◆ **Assignment**: Each entry below is to be copied verbatim.

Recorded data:
//! Train command - Train a maze agent over generated or fixed mazes

use std::{
    fs::File,
    path::{Path, PathBuf},
};

use anyhow::{Context, Result, anyhow};
use clap::Parser;
use serde::Serialize;
use serde_json::to_writer_pretty;

use crate::{
    app::{AgentConfig, App},
    cli::{
        config::{GameArgs, MazeArgs},
        output::{format_number, print_kv, print_section},
    },
    maze::MazeGrid,
    pipeline::{
        CsvObserver, JsonlObserver, MazeSource, ProgressObserver, TrainingConfig, TrainingPipeline,
        TrainingResult,
    },
};

#[derive(Parser, Debug)]
#[command(about = "Train a maze agent")]
pub struct TrainArgs {
    /// Number of training episodes
    #[arg(long, short = 'e', default_value_t = 1000)]
    pub episodes: usize,

    /// Stop once the agent has trained this many rounds, counting earlier runs
    #[arg(long)]
    pub max_training_round: Option<u64>,

    /// Directory of saved agents
    #[arg(long, short = 's')]
    pub store: Option<PathBuf>,

    /// Continue training the agent saved in this slot
    #[arg(long)]
    pub resume: Option<usize>,

    /// Do not save the trained agent
    #[arg(long, default_value_t = false)]
    pub no_save: bool,

    /// JSON file with agent hyperparameters
    #[arg(long)]
    pub agent_config: Option<PathBuf>,

    /// Learning rate α (0.0-1.0)
    #[arg(long)]
    pub learning_rate: Option<f64>,

    /// Discount factor γ (0.0-1.0)
    #[arg(long)]
    pub discount: Option<f64>,

    /// Exploration rate (0.0-1.0)
    #[arg(long)]
    pub exploration: Option<f64>,

    /// Random seed for reproducibility
    #[arg(long)]
    pub seed: Option<u64>,

    #[command(flatten)]
    pub maze: MazeArgs,

    #[command(flatten)]
    pub game: GameArgs,

    /// Optional file for JSONL observations
    #[arg(long)]
    pub observations: Option<PathBuf>,

    /// Optional file for a per-episode CSV log
    #[arg(long)]
    pub csv: Option<PathBuf>,

    /// Optional path for writing a summary JSON file
    #[arg(long)]
    pub summary: Option<PathBuf>,

    /// Hide the progress bar
    #[arg(long, default_value_t = false)]
    pub no_progress: bool,
}

#[derive(Debug, Serialize)]
struct TrainingSummaryFile<'a> {
    training: &'a TrainingResult,
    agent: &'a AgentConfig,
    maze: String,
    saved_slot: Option<usize>,
}

fn sanitize_summary_path(raw: &Path) -> PathBuf {
    let mut normalized = raw.to_path_buf();
    let raw_str = raw.as_os_str().to_string_lossy();

    // Treat trailing separators or missing filename as a directory target.
    if raw_str.ends_with(std::path::MAIN_SEPARATOR) || normalized.file_name().is_none() {
        normalized.push("training_summary.json");
        return normalized;
    }

    match normalized.extension().and_then(|ext| ext.to_str()) {
        Some(ext) if ext.eq_ignore_ascii_case("json") => normalized,
        _ => {
            normalized.set_extension("json");
            normalized
        }
    }
}

fn agent_config(args: &TrainArgs) -> Result<AgentConfig> {
    let mut config = match &args.agent_config {
        Some(path) => AgentConfig::from_json_file(path)
            .with_context(|| format!("Failed to load agent config: {}", path.display()))?,
        None => AgentConfig::new(),
    };

    if let Some(rate) = args.learning_rate {
        config = config.with_learning_rate(rate);
    }
    if let Some(factor) = args.discount {
        config = config.with_discount_factor(factor);
    }
    if let Some(rate) = args.exploration {
        config = config.with_exploration_rate(rate);
    }
    if let Some(seed) = args.seed {
        config = config.with_seed(seed);
    }

    config.validate()?;
    Ok(config)
}

fn describe_source(source: &MazeSource) -> String {
    match source {
        MazeSource::Fixed { maze, .. } => format!("fixed {0}x{0}", maze.dimension()),
        MazeSource::Generated {
            dimension,
            grow_on_goal,
            max_dimension,
        } => {
            if *grow_on_goal {
                format!("generated {dimension}x{dimension}, growing to {max_dimension}")
            } else {
                format!("generated {dimension}x{dimension}")
            }
        }
    }
}

pub fn execute(args: TrainArgs) -> Result<()> {
    let config = agent_config(&args)?;

    if args.resume.is_some() && args.store.is_none() {
        return Err(anyhow!("--resume requires --store"));
    }

    let app = match &args.store {
        Some(dir) => App::with_store(dir.clone()),
        None => App::new(),
    };

    let mut agent = match args.resume {
        Some(slot) => {
            let mut agent = app.load_or_create(slot, config.clone())?;
            if let Some(rate) = args.exploration {
                agent.set_exploration_rate(rate);
            }
            agent
        }
        None => app.create_agent(config.clone())?,
    };

    let source = args.maze.source()?;
    let maze_description = describe_source(&source);

    let training_config = TrainingConfig {
        num_episodes: args.episodes,
        maze: source,
        seed: args.seed,
        training: true,
        max_training_round: args.max_training_round,
        game: args.game.config(),
    };

    print_section("Training Configuration");
    print_kv("Episodes", &format_number(args.episodes));
    print_kv("Maze", &maze_description);
    print_kv("Learning rate", &format!("{}", agent.q_table().learning_rate()));
    print_kv("Discount", &format!("{}", agent.q_table().discount_factor()));
    print_kv("Exploration", &format!("{}", agent.exploration_rate()));
    print_kv("Training round", &format_number(agent.training_round() as usize));
    if let Some(cap) = args.max_training_round {
        print_kv("Round cap", &format_number(cap as usize));
    }
    if let Some(seed) = args.seed {
        print_kv("Seed", &seed.to_string());
    }

    let mut pipeline = TrainingPipeline::new(training_config);

    if !args.no_progress {
        pipeline = pipeline.with_observer(Box::new(ProgressObserver::new()));
    }

    if let Some(path) = &args.observations {
        let observer = JsonlObserver::new(path)
            .with_context(|| format!("Failed to create observations file: {}", path.display()))?;
        pipeline = pipeline.with_observer(Box::new(observer));
    }
    if let Some(path) = &args.csv {
        let observer = CsvObserver::new(path)
            .with_context(|| format!("Failed to create CSV file: {}", path.display()))?;
        pipeline = pipeline.with_observer(Box::new(observer));
    }

    let result = pipeline.run(&mut agent)?;

    print_section("Training Results");
    print_kv("Episodes", &format_number(result.total_episodes));
    print_kv(
        "Goals",
        &format!("{} ({:.1}%)", result.goals, result.goal_rate * 100.0),
    );
    print_kv("Exhausted", &format_number(result.exhausted));
    print_kv("Stuck", &format_number(result.stuck));
    print_kv("Average steps", &format!("{:.1}", result.avg_steps));
    print_kv("Final dimension", &result.final_dimension.to_string());

    let saved_slot = if args.no_save {
        None
    } else if args.store.is_some() {
        let slot = app.save_agent(&agent)?;
        println!("\n✓ Agent saved to slot {slot}");
        Some(slot)
    } else {
        println!("\nNo --store given; the trained agent was not saved.");
        None
    };

    if let Some(raw) = &args.summary {
        let path = sanitize_summary_path(raw);
        if let Some(parent) = path.parent().filter(|p| !p.as_os_str().is_empty()) {
            std::fs::create_dir_all(parent)
                .with_context(|| format!("Failed to create directory: {}", parent.display()))?;
        }
        let file = File::create(&path)
            .with_context(|| format!("Failed to create summary file: {}", path.display()))?;
        to_writer_pretty(
            file,
            &TrainingSummaryFile {
                training: &result,
                agent: &config,
                maze: maze_description,
                saved_slot,
            },
        )?;
        println!("✓ Summary written to: {}", path.display());
    }

    Ok(())
}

◆ **Completed task**:
//! Train command - Train a maze agent over generated or fixed mazes

use std::{
    fs::File,
    path::{Path, PathBuf},
};

use anyhow::{Context, Result, anyhow};
use clap::Parser;
use serde::Serialize;
use serde_json::to_writer_pretty;

use crate::{
    app::{AgentConfig, App},
    cli::{
        config::{GameArgs, MazeArgs},
        output::{format_number, print_kv, print_section},
    },
    maze::MazeGrid,
    pipeline::{
        CsvObserver, JsonlObserver, MazeSource, ProgressObserver, TrainingConfig, TrainingPipeline,
        TrainingResult,
    },
};

#[derive(Parser, Debug)]
#[command(about = "Train a maze agent")]
pub struct TrainArgs {
    /// Number of training episodes
    #[arg(long, short = 'e', default_value_t = 1000)]
    pub episodes: usize,

    /// Stop once the agent has trained this many rounds, counting earlier runs
    #[arg(long)]
    pub max_training_round: Option<u64>,

    /// Directory of saved agents
    #[arg(long, short = 's')]
    pub store: Option<PathBuf>,

    /// Continue training the agent saved in this slot
    #[arg(long)]
    pub resume: Option<usize>,

    /// Do not save the trained agent
    #[arg(long, default_value_t = false)]
    pub no_save: bool,

    /// JSON file with agent hyperparameters
    #[arg(long)]
    pub agent_config: Option<PathBuf>,

    /// Learning rate α (0.0-1.0)
    #[arg(long)]
    pub learning_rate: Option<f64>,

    /// Discount factor γ (0.0-1.0)
    #[arg(long)]
    pub discount: Option<f64>,

    /// Exploration rate (0.0-1.0)
    #[arg(long)]
    pub exploration: Option<f64>,

    /// Random seed for reproducibility
    #[arg(long)]
    pub seed: Option<u64>,

    #[command(flatten)]
    pub maze: MazeArgs,

    #[command(flatten)]
    pub game: GameArgs,

    /// Optional file for JSONL observations
    #[arg(long)]
    pub observations: Option<PathBuf>,

    /// Optional file for a per-episode CSV log
    #[arg(long)]
    pub csv: Option<PathBuf>,

    /// Optional path for writing a summary JSON file
    #[arg(long)]
    pub summary: Option<PathBuf>,

    /// Hide the progress bar
    #[arg(long, default_value_t = false)]
    pub no_progress: bool,
}

#[derive(Debug, Serialize)]
struct TrainingSummaryFile<'a> {
    training: &'a TrainingResult,
    agent: &'a AgentConfig,
    maze: String,
    saved_slot: Option<usize>,
}

fn sanitize_summary_path(raw: &Path) -> PathBuf {
    let mut normalized = raw.to_path_buf();
    let raw_str = raw.as_os_str().to_string_lossy();

    // Treat trailing separators or missing filename as a directory target.
    if raw_str.ends_with(std::path::MAIN_SEPARATOR) || normalized.file_name().is_none() {
        normalized.push("training_summary.json");
        return normalized;
    }

    match normalized.extension().and_then(|ext| ext.to_str()) {
        Some(ext) if ext.eq_ignore_ascii_case("json") => normalized,
        _ => {
            normalized.set_extension("json");
            normalized
        }
    }
}

fn agent_config(args: &TrainArgs) -> Result<AgentConfig> {
    let mut config = match &args.agent_config {
        Some(path) => AgentConfig::from_json_file(path)
            .with_context(|| format!("Failed to load agent config: {}", path.display()))?,
        None => AgentConfig::new(),
    };

    if let Some(rate) = args.learning_rate {
        config = config.with_learning_rate(rate);
    }
    if let Some(factor) = args.discount {
        config = config.with_discount_factor(factor);
    }
    if let Some(rate) = args.exploration {
        config = config.with_exploration_rate(rate);
    }
    if let Some(seed) = args.seed {
        config = config.with_seed(seed);
    }

    config.validate()?;
    Ok(config)
}

fn describe_source(source: &MazeSource) -> String {
    match source {
        MazeSource::Fixed { maze, .. } => format!("fixed {0}x{0}", maze.dimension()),
        MazeSource::Generated {
            dimension,
            grow_on_goal,
            max_dimension,
        } => {
            if *grow_on_goal {
                format!("generated {dimension}x{dimension}, growing to {max_dimension}")
            } else {
                format!("generated {dimension}x{dimension}")
            }
        }
    }
}

pub fn execute(args: TrainArgs) -> Result<()> {
    let config = agent_config(&args)?;

    if args.resume.is_some() && args.store.is_none() {
        return Err(anyhow!("--resume requires --store"));
    }

    let app = match &args.store {
        Some(dir) => App::with_store(dir.clone()),
        None => App::new(),
    };

    let mut agent = match args.resume {
        Some(slot) => {
            let mut agent = app.load_or_create(slot, config.clone())?;
            if let Some(rate) = args.exploration {
                agent.set_exploration_rate(rate);
            }
            agent
        }
        None => app.create_agent(config.clone())?,
    };

    let source = args.maze.source()?;
    let maze_description = describe_source(&source);

    let training_config = TrainingConfig {
        num_episodes: args.episodes,
        maze: source,
        seed: args.seed,
        training: true,
        max_training_round: args.max_training_round,
        game: args.game.config(),
    };

    print_section("Training Configuration");
    print_kv("Episodes", &format_number(args.episodes));
    print_kv("Maze", &maze_description);
    print_kv("Learning rate", &format!("{}", agent.q_table().learning_rate()));
    print_kv("Discount", &format!("{}", agent.q_table().discount_factor()));
    print_kv("Exploration", &format!("{}", agent.exploration_rate()));
    print_kv("Training round", &format_number(agent.training_round() as usize));
    if let Some(cap) = args.max_training_round {
        print_kv("Round cap", &format_number(cap as usize));
    }
    if let Some(seed) = args.seed {
        print_kv("Seed", &seed.to_string());
    }

    let mut pipeline = TrainingPipeline::new(training_config);

    if !args.no_progress {
        pipeline = pipeline.with_observer(Box::new(ProgressObserver::new()));
    }

    if let Some(path) = &args.observations {
        let observer = JsonlObserver::new(path)
            .with_context(|| format!("Failed to create observations file: {}", path.display()))?;
        pipeline = pipeline.with_observer(Box::new(observer));
    }
    if let Some(path) = &args.csv {
        let observer = CsvObserver::new(path)
            .with_context(|| format!("Failed to create CSV file: {}", path.display()))?;
        pipeline = pipeline.with_observer(Box::new(observer));
    }

    let result = pipeline.run(&mut agent)?;

    print_section("Training Results");
    print_kv("Episodes", &format_number(result.total_episodes));
    print_kv(
        "Goals",
        &format!("{} ({:.1}%)", result.goals, result.goal_rate * 100.0),
    );
    print_kv("Exhausted", &format_number(result.exhausted));
    print_kv("Stuck", &format_number(result.stuck));
    print_kv("Average steps", &format!("{:.1}", result.avg_steps));
    print_kv("Final dimension", &result.final_dimension.to_string());

    let saved_slot = if args.no_save {
        None
    } else if args.store.is_some() {
        let slot = app.save_agent(&agent)?;
        println!("\n✓ Agent saved to slot {slot}");
        Some(slot)
    } else {
        println!("\nNo --store given; the trained agent was not saved.");
        None
    };

    if let Some(raw) = &args.summary {
        let path = sanitize_summary_path(raw);
        if let Some(parent) = path.parent().filter(|p| !p.as_os_str().is_empty()) {
            std::fs::create_dir_all(parent)
                .with_context(|| format!("Failed to create directory: {}", parent.display()))?;
        }
        let file = File::create(&path)
            .with_context(|| format!("Failed to create summary file: {}", path.display()))?;
        to_writer_pretty(
            file,
            &TrainingSummaryFile {
                training: &result,
                agent: &config,
                maze: maze_description,
                saved_slot,
            },
        )?;
        println!("✓ Summary written to: {}", path.display());
    }

    Ok(())
}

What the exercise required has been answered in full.